- Demoso Location in Myanmar
- Coordinates: 19°32′18″N 97°09′32″E﻿ / ﻿19.5383°N 97.1588°E
- Country: Myanmar
- State: Kayah
- District: Demoso District
- Township: Demoso Township

Area
- • Town: 0.98 sq mi (2.5 km^{2})
- Elevation: 2,982 ft (909 m)

Population (2019)
- • Urban: 5,522
- • Metro: 87,088
- Time zone: UTC+6.30 (MMT)

= Demoso =

Demoso (ဒီးမော့ဆိုမြို့; also spelled Dimawhso) is the capital of Demoso District in northwestern Kayah State, Myanmar.

==History==
Demoso was the site of the Battle of Demoso during the Myanmar civil war that began in 2021. As a result of the conflict, many citizens in Demoso fled to neighboring areas, while numerous displaced people in Kayah State moved to the town, including Bishop Celso Ba Shwe of the Diocese of Loikaw in 2024.

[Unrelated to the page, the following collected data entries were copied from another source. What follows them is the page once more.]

// Error types for credential validation and persistence

use thiserror::Error;

use crate::identity::LookupError;

/// Errors raised by the identity validator and the credentials store
#[derive(Debug, Error)]
pub enum CredentialsError {
    /// One of access key id, secret access key or session token is absent
    #[error("Can't export credentials to config, missing credentials")]
    MissingCredentials,

    /// Profile name cannot be written as a section header
    #[error("Invalid profile name {0:?}: must be non-empty and contain no brackets or line breaks")]
    InvalidProfileName(String),

    /// Looked-up identity does not belong to the expected access key
    #[error("Credentials loaded do not match the expected access key ID (expected {expected}, got {actual})")]
    IdentityMismatch { expected: String, actual: String },

    /// Role chaining was requested but the identity is a direct session
    #[error("Role chaining was expected but {principal} is not a chained role session")]
    RoleChainingExpected { principal: String },

    /// Failure of a collaborator, passed through unchanged
    #[error(transparent)]
    OperationFailed(#[from] OperationError),
}

/// Failure reported by the identity lookup or the filesystem
#[derive(Debug, Error)]
pub enum OperationError {
    #[error(transparent)]
    Lookup(#[from] LookupError),

    #[error("{context}: {source}")]
    Io {
        context: String,
        #[source]
        source: std::io::Error,
    },
}

impl OperationError {
    pub fn io(context: impl Into<String>, source: std::io::Error) -> Self {
        OperationError::Io {
            context: context.into(),
            source,
        }
    }
}

impl From<LookupError> for CredentialsError {
    fn from(err: LookupError) -> Self {
        CredentialsError::OperationFailed(OperationError::Lookup(err))
    }
}

pub type Result<T> = std::result::Result<T, CredentialsError>;

#[cfg(test)]
mod tests {
    use super::*;

    #[test]
    fn test_missing_credentials_message() {
        assert_eq!(
            CredentialsError::MissingCredentials.to_string(),
            "Can't export credentials to config, missing credentials"
        );
    }

    #[test]
    fn test_mismatch_names_both_keys() {
        let err = CredentialsError::IdentityMismatch {
            expected: "AKIAEXPECTED".to_string(),
            actual: "ASIAACTUAL".to_string(),
        };
        let message = err.to_string();
        assert!(message.contains("AKIAEXPECTED"));
        assert!(message.contains("ASIAACTUAL"));
    }

    #[test]
    fn test_lookup_error_passes_through() {
        let err: CredentialsError = LookupError::Throttled("Rate exceeded".to_string()).into();
        assert!(matches!(
            err,
            CredentialsError::OperationFailed(OperationError::Lookup(LookupError::Throttled(_)))
        ));
        assert_eq!(err.to_string(), LookupError::Throttled("Rate exceeded".to_string()).to_string());
    }
}
// Identity validation
//
// Confirms that freshly obtained credentials belong to the identity the
// caller expects before they are exported anywhere.

use tracing::debug;

use super::types::{IdentityLookup, LookupError};
use crate::error::{CredentialsError, Result};
use crate::retry::{retry_with_backoff, RetryOptions};

/// Default session-name marker identifying a chained role session
pub const DEFAULT_CHAINED_SESSION_MARKER: &str = "chained";

/// Validates credentials through an injected identity lookup
pub struct IdentityValidator<L> {
    lookup: L,
    retry: RetryOptions,
    retry_enabled: bool,
    chained_session_marker: String,
}

impl<L: IdentityLookup> IdentityValidator<L> {
    /// Create a validator with default retry behaviour
    pub fn new(lookup: L) -> Self {
        Self {
            lookup,
            retry: RetryOptions::default(),
            retry_enabled: true,
            chained_session_marker: DEFAULT_CHAINED_SESSION_MARKER.to_string(),
        }
    }

    pub fn with_retry(mut self, retry: RetryOptions) -> Self {
        self.retry = retry;
        self
    }

    /// Disable retries entirely; every lookup failure becomes final
    pub fn with_retry_enabled(mut self, enabled: bool) -> Self {
        self.retry_enabled = enabled;
        self
    }

    pub fn with_chained_session_marker(mut self, marker: impl Into<String>) -> Self {
        self.chained_session_marker = marker.into();
        self
    }

    /// Look up the caller identity and compare it against expectations.
    ///
    /// A mismatching access key id fails with `IdentityMismatch`. When
    /// `role_chaining` is set, a principal that is not a chained session fails
    /// with `RoleChainingExpected`. The reverse is accepted: a chained session
    /// passes even when chaining was not requested.
    pub async fn validate_credentials(
        &self,
        expected_access_key_id: Option<&str>,
        role_chaining: bool,
    ) -> Result<()> {
        let retry_enabled = self.retry_enabled;
        let identity = retry_with_backoff(
            || self.lookup.get_caller_identity(),
            |err: &LookupError| retry_enabled && err.is_retryable(),
            &self.retry,
        )
        .await?;

        debug!("Resolved caller identity: {}", identity.principal);

        // An empty expectation means no expectation
        if let Some(expected) = expected_access_key_id.filter(|key| !key.is_empty()) {
            if expected != identity.access_key_id {
                return Err(CredentialsError::IdentityMismatch {
                    expected: expected.to_string(),
                    actual: identity.access_key_id,
                });
            }
        }

        if role_chaining && !identity.is_role_chained(&self.chained_session_marker) {
            return Err(CredentialsError::RoleChainingExpected {
                principal: identity.principal,
            });
        }

        Ok(())
    }
}
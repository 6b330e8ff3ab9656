//! History storage.
//!
//! The per-user history collection is the only shared mutable resource in
//! the system and it is owned exclusively by a [`HistoryStore`]
//! implementation; no other component touches it directly. The trait is
//! async so callers can bound every operation with a timeout.
//!
//! Implementations:
//! - [`FileHistoryStore`] — durable, one JSON file per entry under a
//!   per-user directory.
//! - [`MemoryHistoryStore`] — in-process, for tests and local development.

pub mod file;
pub mod memory;

pub use file::FileHistoryStore;
pub use memory::MemoryHistoryStore;

use crate::entry::{KindStats, NewEntry, QueryKind, StoredEntry};
use crate::error::HistoryResult;
use medilingua_types::UserId;
use std::cmp::Reverse;

/// Durable, per-user, append-only storage of history entries.
///
/// Ownership is checked on every read and delete: an id owned by a different
/// user behaves exactly like a missing id.
#[async_trait::async_trait]
pub trait HistoryStore: Send + Sync {
    /// Persist a new entry, assigning `id`, `created_at`, and `seq`.
    ///
    /// Safe to call concurrently for the same user: two simultaneous appends
    /// produce two independent entries, never a lost update.
    async fn append(&self, entry: NewEntry) -> HistoryResult<StoredEntry>;

    /// Entries for `user_id`, newest first (ties in insertion order), capped
    /// at `limit`, optionally filtered by kind.
    async fn list_by_user(
        &self,
        user_id: &UserId,
        limit: usize,
        kind: Option<QueryKind>,
    ) -> HistoryResult<Vec<StoredEntry>>;

    /// Look up one entry; `None` for a missing id or an id owned by another
    /// user.
    async fn get_by_id(&self, user_id: &UserId, id: &str) -> HistoryResult<Option<StoredEntry>>;

    /// Delete one entry; `false` for a missing or not-owned id.
    async fn delete_by_id(&self, user_id: &UserId, id: &str) -> HistoryResult<bool>;

    /// Delete all entries for a user, returning how many were removed.
    async fn clear_for_user(&self, user_id: &UserId) -> HistoryResult<usize>;

    /// Per-kind entry count and most recent use for a user.
    async fn stats_for_user(&self, user_id: &UserId) -> HistoryResult<Vec<KindStats>>;
}

/// Sort entries into the canonical retrieval order: `created_at` descending,
/// ties broken by insertion order (`seq` ascending, then id for entries
/// adapted from legacy files that share a seq of zero).
pub(crate) fn sort_canonical(entries: &mut [StoredEntry]) {
    entries.sort_by(|a, b| {
        (Reverse(a.created_at), a.seq, a.id.as_str())
            .cmp(&(Reverse(b.created_at), b.seq, b.id.as_str()))
    });
}

/// Fold a user's entries into per-kind statistics.
pub(crate) fn compute_stats(entries: &[StoredEntry]) -> Vec<KindStats> {
    let mut stats = Vec::new();
    for kind in [QueryKind::Term, QueryKind::Report] {
        let mut count = 0;
        let mut last_used = None;
        for entry in entries.iter().filter(|e| e.kind == kind) {
            count += 1;
            if last_used.map_or(true, |t| entry.created_at > t) {
                last_used = Some(entry.created_at);
            }
        }
        stats.push(KindStats {
            kind,
            count,
            last_used,
        });
    }
    stats
}
//! Identity boundary.
//!
//! The identity provider is an external collaborator: this core only ever
//! needs `verify(credential) -> UserId` and never stores credentials. The
//! trait is injected into [`crate::service::HistoryService`] so deployments
//! can plug in a real provider and tests can substitute a stub.

use crate::error::{HistoryError, HistoryResult};
use medilingua_types::UserId;

/// Maps an opaque external credential to a stable internal user key.
#[async_trait::async_trait]
pub trait UserContext: Send + Sync {
    /// Resolve a credential to a validated user id.
    ///
    /// # Errors
    ///
    /// Returns `HistoryError::Unauthenticated` if the credential cannot be
    /// resolved. The error message must not echo the credential back.
    async fn verify(&self, credential: &str) -> HistoryResult<UserId>;
}

/// Shared-secret credential check: tokens have the form `<user_id>:<secret>`.
///
/// This is the deployment stand-in for a real identity provider, mirroring
/// an API-key check: the secret is configured once at startup and compared
/// against the suffix of every presented token.
pub struct SharedSecretUserContext {
    secret: String,
}

impl SharedSecretUserContext {
    /// # Errors
    ///
    /// Returns `HistoryError::InvalidInput` if the secret is empty.
    pub fn new(secret: impl Into<String>) -> HistoryResult<Self> {
        let secret = secret.into();
        if secret.trim().is_empty() {
            return Err(HistoryError::InvalidInput(
                "shared secret cannot be empty".into(),
            ));
        }
        Ok(Self { secret })
    }
}

#[async_trait::async_trait]
impl UserContext for SharedSecretUserContext {
    async fn verify(&self, credential: &str) -> HistoryResult<UserId> {
        let Some((user_id, secret)) = credential.split_once(':') else {
            return Err(HistoryError::Unauthenticated(
                "malformed credential".into(),
            ));
        };

        if secret != self.secret {
            return Err(HistoryError::Unauthenticated("invalid credential".into()));
        }

        UserId::parse(user_id)
            .map_err(|_| HistoryError::Unauthenticated("invalid user identifier".into()))
    }
}

#[cfg(test)]
mod tests {
    use super::*;

    #[tokio::test]
    async fn valid_credential_resolves_to_user_id() {
        let ctx = SharedSecretUserContext::new("sekret").unwrap();
        let user = ctx.verify("alice:sekret").await.unwrap();
        assert_eq!(user.as_str(), "alice");
    }

    #[tokio::test]
    async fn wrong_secret_is_rejected() {
        let ctx = SharedSecretUserContext::new("sekret").unwrap();
        let result = ctx.verify("alice:wrong").await;
        assert!(matches!(result, Err(HistoryError::Unauthenticated(_))));
    }

    #[tokio::test]
    async fn malformed_and_unsafe_credentials_are_rejected() {
        let ctx = SharedSecretUserContext::new("sekret").unwrap();
        assert!(ctx.verify("no-separator").await.is_err());
        assert!(ctx.verify("../escape:sekret").await.is_err());
    }

    #[test]
    fn empty_secret_is_rejected_at_construction() {
        assert!(SharedSecretUserContext::new("  ").is_err());
    }
}
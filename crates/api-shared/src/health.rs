use crate::wire::HealthRes;

/// Simple health service usable by any API surface.
///
/// Provides a standardised way to check the health status of the MediLingua
/// system, used by monitoring and load balancer health checks.
#[derive(Clone)]
pub struct HealthService;

impl HealthService {
    /// Creates a new instance of HealthService.
    pub fn new() -> Self {
        Self
    }

    /// Static method to check health without creating an instance.
    ///
    /// # Returns
    /// A `HealthRes` indicating the service is healthy.
    pub fn check_health() -> HealthRes {
        HealthRes {
            ok: true,
            message: "MediLingua API is alive".into(),
        }
    }
}

impl Default for HealthService {
    fn default() -> Self {
        Self::new()
    }
}
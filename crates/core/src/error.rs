//! Error taxonomy for the history core.
//!
//! The variants map directly onto the caller-visible failure classes:
//! `Unauthenticated` and `InvalidInput` are hard failures of the request,
//! `NotFound` is the ownership-checked miss for get/delete, and
//! `StorageUnavailable` is the recoverable class the service degrades on.
//! Normalization outcomes are deliberately *not* errors; they travel as data
//! (`NormalizeStatus`) because a degraded parse is still a stored, visible
//! result.

#[derive(Debug, thiserror::Error)]
pub enum HistoryError {
    #[error("authentication failed: {0}")]
    Unauthenticated(String),
    #[error("invalid input: {0}")]
    InvalidInput(String),
    #[error("history entry not found")]
    NotFound,
    #[error("history storage unavailable: {0}")]
    StorageUnavailable(String),
}

impl From<std::io::Error> for HistoryError {
    fn from(e: std::io::Error) -> Self {
        HistoryError::StorageUnavailable(e.to_string())
    }
}

pub type HistoryResult<T> = std::result::Result<T, HistoryError>;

On April 30, 2022, new districts were expanded and organized. Demoso became the capital of its own district, separating out of Loikaw District.

The town was taken by the Karenni Nationalities Defence Force following an offensive in November 2023. It was retaken by the Tatmadaw in August 2025.